Employee sues Sacramento County under whistleblower provision

Supervisor didn't assign proper work, excluded her from staff appreciation meeting, worker says

Employee sues Sacramento County under whistleblower provision

An employer can’t retaliate against its employee for disclosing information that the latter has reasonable cause to believe demonstrates a violation of a local, state, or federal law, according to California’s Labor Code.

In Vatalaro v. County of Sacramento, the plaintiff was an administrative analyst II for Sacramento County. She received from Mindy Yamasaki, her would-be supervisor, a job description listing her expected job duties for her promotion to an administrative services officer (ASO) III.

Read more: DA's office faces suit claiming whistleblower retaliation, disability discrimination

The plaintiff reached out to a human resources analyst of the county to discuss the reporting structure. She argued that, once she assumed her new position, she should report to her then-supervisor, Michelle Callejas, not to Yamasaki. The HR analyst, finding no issue in the reporting structure, explained that the class specifications would not prevent the reporting relationship that the plaintiff wanted.

Next, the plaintiff expressed concerns about her assigned job duties, which differed from the duties she had developed with Callejas and from the duties that she thought were appropriate for an ASO III.

According to the plaintiff, the HR analyst said that the assigned job duties did not rise to the level of an ASO III and would lead to promotional issues since she would not be performing duties preparing her for the next promotability level.

The plaintiff then started her new position, which was probationary for a six-month period under the county’s civil service rules. Eventually, the county informed her of the termination of her employment as ASO III and of her return to her previous job classification.

The plaintiff sued the county for unlawful retaliation under section 1102.5 of the Labor Code. She alleged that the county retaliated against her after she reported that she was working below her service classification. She claimed that Yamasaki mistreated her on several occasions by doing the following:

  • failing to assign her appropriate work;
  • excluding her from a staff appreciation meeting;
  • giving her certain assignments as punishment for complaining to Callejas about Yamasaki’s conduct;
  • teaming up with a co-worker to harass her several times after she complained about her assignments.

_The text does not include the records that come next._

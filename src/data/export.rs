use std::io::Write;
use std::path::Path;
use std::sync::Arc;

use anyhow::{Context, Result, bail};
use arrow::array::{ArrayRef, Float64Array, StringArray};
use arrow::datatypes::{DataType, Field, Schema};
use arrow::record_batch::RecordBatch;
use parquet::arrow::ArrowWriter;

use crate::solver::DensityReport;

// ---------------------------------------------------------------------------
// Attribution table – one row per measured step
// ---------------------------------------------------------------------------

/// Column-major step table shared by the CSV and Parquet writers.
///
/// Columns: `input`, `lstar`, `delta`, then `<ch>_share` and `<ch>_density`
/// for every active channel in channel order.
#[derive(Debug, Clone, PartialEq)]
pub struct AttributionTable {
    pub columns: Vec<String>,
    pub values: Vec<Vec<f64>>,
}

impl AttributionTable {
    pub fn from_report(report: &DensityReport) -> Self {
        let mut columns = vec!["input".to_string(), "lstar".to_string(), "delta".to_string()];
        let mut values = vec![
            report.inputs.clone(),
            report.l_values.clone(),
            report.delta_l.clone(),
        ];

        let matrix = &report.channel_shares;
        for name in &report.active_channels {
            let share_row = matrix
                .names()
                .iter()
                .position(|n| n == name)
                .map(|ch| matrix.row(ch).to_vec())
                .unwrap_or_else(|| vec![0.0; report.len()]);
            let density_row = (0..report.len())
                .map(|step| report.step_contribution(step, name))
                .collect();

            columns.push(format!("{name}_share"));
            values.push(share_row);
            columns.push(format!("{name}_density"));
            values.push(density_row);
        }

        Self { columns, values }
    }

    pub fn rows(&self) -> usize {
        self.values.first().map_or(0, Vec::len)
    }

    /// The table as one Arrow batch of non-null `Float64` columns.
    pub fn to_record_batch(&self) -> Result<RecordBatch> {
        let schema = Arc::new(Schema::new(
            self.columns
                .iter()
                .map(|name| Field::new(name, DataType::Float64, false))
                .collect::<Vec<_>>(),
        ));
        let arrays: Vec<ArrayRef> = self
            .values
            .iter()
            .map(|col| Arc::new(Float64Array::from(col.clone())) as ArrayRef)
            .collect();
        RecordBatch::try_new(schema, arrays).context("building record batch")
    }
}

/// Per-channel summary as an Arrow batch, for printing.
pub fn summary_batch(report: &DensityReport) -> Result<RecordBatch> {
    let channels = &report.channels;
    let schema = Arc::new(Schema::new(vec![
        Field::new("channel", DataType::Utf8, false),
        Field::new("evidence", DataType::Utf8, false),
        Field::new("constant_pct", DataType::Float64, false),
        Field::new("cumulative", DataType::Float64, false),
        Field::new("contribution_pct", DataType::Float64, false),
    ]));
    let evidence: Vec<String> = channels.iter().map(|c| format!("{:?}", c.evidence)).collect();

    RecordBatch::try_new(
        schema,
        vec![
            Arc::new(StringArray::from_iter_values(channels.iter().map(|c| c.name.as_str()))),
            Arc::new(StringArray::from_iter_values(evidence.iter())),
            Arc::new(Float64Array::from_iter_values(channels.iter().map(|c| c.density_constant * 100.0))),
            Arc::new(Float64Array::from_iter_values(channels.iter().map(|c| c.cumulative))),
            Arc::new(Float64Array::from_iter_values(channels.iter().map(|c| c.contribution_pct))),
        ],
    )
    .context("building summary batch")
}

// ---------------------------------------------------------------------------
// Writers
// ---------------------------------------------------------------------------

/// Write the report in the format named by the file extension
/// (`.json`, `.csv`, `.parquet` / `.pq`).
pub fn export_file(report: &DensityReport, path: &Path) -> Result<()> {
    let ext = path
        .extension()
        .and_then(|e| e.to_str())
        .unwrap_or("")
        .to_ascii_lowercase();

    match ext.as_str() {
        "json" => export_json(report, path),
        "csv" => export_csv(report, path),
        "parquet" | "pq" => export_parquet(report, path),
        other => bail!("Unsupported export extension: .{other}"),
    }
    .with_context(|| format!("exporting report to {}", path.display()))?;

    log::info!("Exported density report to {}", path.display());
    Ok(())
}

/// Full report as pretty-printed JSON.
pub fn export_json(report: &DensityReport, path: &Path) -> Result<()> {
    let file = std::fs::File::create(path).context("creating json file")?;
    let mut writer = std::io::BufWriter::new(file);
    serde_json::to_writer_pretty(&mut writer, report).context("serialising report")?;
    writer.flush().context("flushing json file")?;
    Ok(())
}

pub fn export_csv(report: &DensityReport, path: &Path) -> Result<()> {
    let file = std::fs::File::create(path).context("creating csv file")?;
    write_csv(&AttributionTable::from_report(report), file)
}

/// Write an [`AttributionTable`] as comma-separated rows with a header.
pub fn write_csv<W: Write>(table: &AttributionTable, sink: W) -> Result<()> {
    let mut writer = csv::Writer::from_writer(sink);
    writer.write_record(&table.columns).context("writing csv header")?;
    for row in 0..table.rows() {
        writer
            .write_record(table.values.iter().map(|col| col[row].to_string()))
            .with_context(|| format!("writing csv row {row}"))?;
    }
    writer.flush().context("flushing csv file")?;
    Ok(())
}

pub fn export_parquet(report: &DensityReport, path: &Path) -> Result<()> {
    let batch = AttributionTable::from_report(report).to_record_batch()?;

    let file = std::fs::File::create(path).context("creating parquet file")?;
    let mut writer = ArrowWriter::try_new(file, batch.schema(), None).context("creating parquet writer")?;
    writer.write(&batch).context("writing parquet batch")?;
    writer.close().context("closing parquet writer")?;
    Ok(())
}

The county filed a motion for summary judgment. It contended that the plaintiff:

  • failed to show that she had a reasonable belief that the information she disclosed revealed a violation of any law;
  • was insubordinate, disrespectful, and dishonest, which gave the county a legitimate, nonretaliatory reason for terminating her.

The trial court agreed with both of the county’s arguments and granted summary judgment in its favor. On appeal, the plaintiff countered that the county’s stated reason for termination was mere pretext for retaliation and that she had a reasonable belief that the county violated the law by making her work below her service classification, even if such belief was wrong.

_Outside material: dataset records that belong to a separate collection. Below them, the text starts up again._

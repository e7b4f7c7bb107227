use serde::{Deserialize, Serialize};

/// Looks up a channel's ink draw at an input level.
///
/// `draws` covers 0–100 % input evenly, first entry at 0 %, last at 100 %.
pub trait DrawSampler {
    fn sample(&self, draws: &[f64], input_percent: f64) -> f64;
}

/// Nearest curve entry, rounding half to even.
#[derive(Debug, Clone, Copy, Default)]
pub struct NearestSample;

impl DrawSampler for NearestSample {
    fn sample(&self, draws: &[f64], input_percent: f64) -> f64 {
        if draws.is_empty() {
            return 0.0;
        }
        let last = draws.len() - 1;
        let pos = (input_percent / 100.0 * last as f64).round_ties_even();
        let idx = (pos.max(0.0) as usize).min(last);
        draws[idx]
    }
}

/// Linear interpolation between the two neighbouring entries.
#[derive(Debug, Clone, Copy, Default)]
pub struct LinearSample;

impl DrawSampler for LinearSample {
    fn sample(&self, draws: &[f64], input_percent: f64) -> f64 {
        match draws.len() {
            0 => 0.0,
            1 => draws[0],
            len => {
                let last = len - 1;
                let pos = (input_percent / 100.0 * last as f64).clamp(0.0, last as f64);
                let lo = pos.floor() as usize;
                if lo >= last {
                    return draws[last];
                }
                let frac = pos - lo as f64;
                draws[lo] + (draws[lo + 1] - draws[lo]) * frac
            }
        }
    }
}

/// Sampler choice for configs, the CLI and the UI.
#[derive(Debug, Clone, Copy, PartialEq, Eq, Default, Serialize, Deserialize, clap::ValueEnum)]
#[serde(rename_all = "snake_case")]
pub enum SamplerKind {
    #[default]
    Nearest,
    Linear,
}

impl SamplerKind {
    pub const ALL: [SamplerKind; 2] = [SamplerKind::Nearest, SamplerKind::Linear];

    pub fn label(self) -> &'static str {
        match self {
            SamplerKind::Nearest => "Nearest sample",
            SamplerKind::Linear => "Linear",
        }
    }
}

impl DrawSampler for SamplerKind {
    fn sample(&self, draws: &[f64], input_percent: f64) -> f64 {
        match self {
            SamplerKind::Nearest => NearestSample.sample(draws, input_percent),
            SamplerKind::Linear => LinearSample.sample(draws, input_percent),
        }
    }
}

#[cfg(test)]
mod tests {
    use super::*;

    #[test]
    fn nearest_rounds_half_to_even() {
        // 5 entries: positions 0..4, 37.5 % → 1.5 → 2, 62.5 % → 2.5 → 2
        let draws = [0.0, 10.0, 20.0, 30.0, 40.0];
        assert_eq!(NearestSample.sample(&draws, 37.5), 20.0);
        assert_eq!(NearestSample.sample(&draws, 62.5), 20.0);
        assert_eq!(NearestSample.sample(&draws, 100.0), 40.0);
        assert_eq!(NearestSample.sample(&draws, 0.0), 0.0);
    }

    #[test]
    fn nearest_clamps_and_handles_empty() {
        assert_eq!(NearestSample.sample(&[], 50.0), 0.0);
        assert_eq!(NearestSample.sample(&[1.0, 2.0], 150.0), 2.0);
        assert_eq!(NearestSample.sample(&[1.0, 2.0], -20.0), 1.0);
    }

    #[test]
    fn linear_interpolates_between_entries() {
        let draws = [0.0, 100.0, 300.0];
        assert!((LinearSample.sample(&draws, 25.0) - 50.0).abs() < 1e-12);
        assert!((LinearSample.sample(&draws, 75.0) - 200.0).abs() < 1e-12);
        assert_eq!(LinearSample.sample(&draws, 100.0), 300.0);
        assert_eq!(LinearSample.sample(&[7.0], 42.0), 7.0);
    }

    #[test]
    fn sampler_kind_dispatches() {
        let draws = [0.0, 100.0, 300.0];
        assert_eq!(SamplerKind::Nearest.sample(&draws, 25.0), 0.0);
        assert!((SamplerKind::Linear.sample(&draws, 25.0) - 50.0).abs() < 1e-12);
    }

    #[test]
    fn cli_and_config_share_sampler_names() {
        use clap::ValueEnum;

        for kind in SamplerKind::ALL {
            let json = serde_json::to_string(&kind).unwrap();
            let cli = SamplerKind::from_str(json.trim_matches('"'), false).unwrap();
            assert_eq!(cli, kind);
        }
        assert!(SamplerKind::from_str("cubic", false).is_err());
    }
}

The California Court of Appeal for the Third District, affirming the trial court’s judgment, refused to apply the three-part framework for evaluating section 1102.5 claims. According to the appellate court, the relevant standard was not whether the county established that it had a legitimate and nonretaliatory reason for terminating the plaintiff.

Instead, the appellate court should determine whether the county, under section 1102.6 of the Labor Code, showed by clear and convincing evidence that it would have terminated the plaintiff for legitimate and independent reasons even if she had not engaged in activities protected by section 1102.5.

The county gave sufficient and undisputed evidence showing that it would have released the plaintiff from probation for legitimate, independent reasons even if she never complained about her assignments, the appellate court concluded.

The plaintiff, on the other hand, failed to raise any triable issue of material fact, the appellate court said.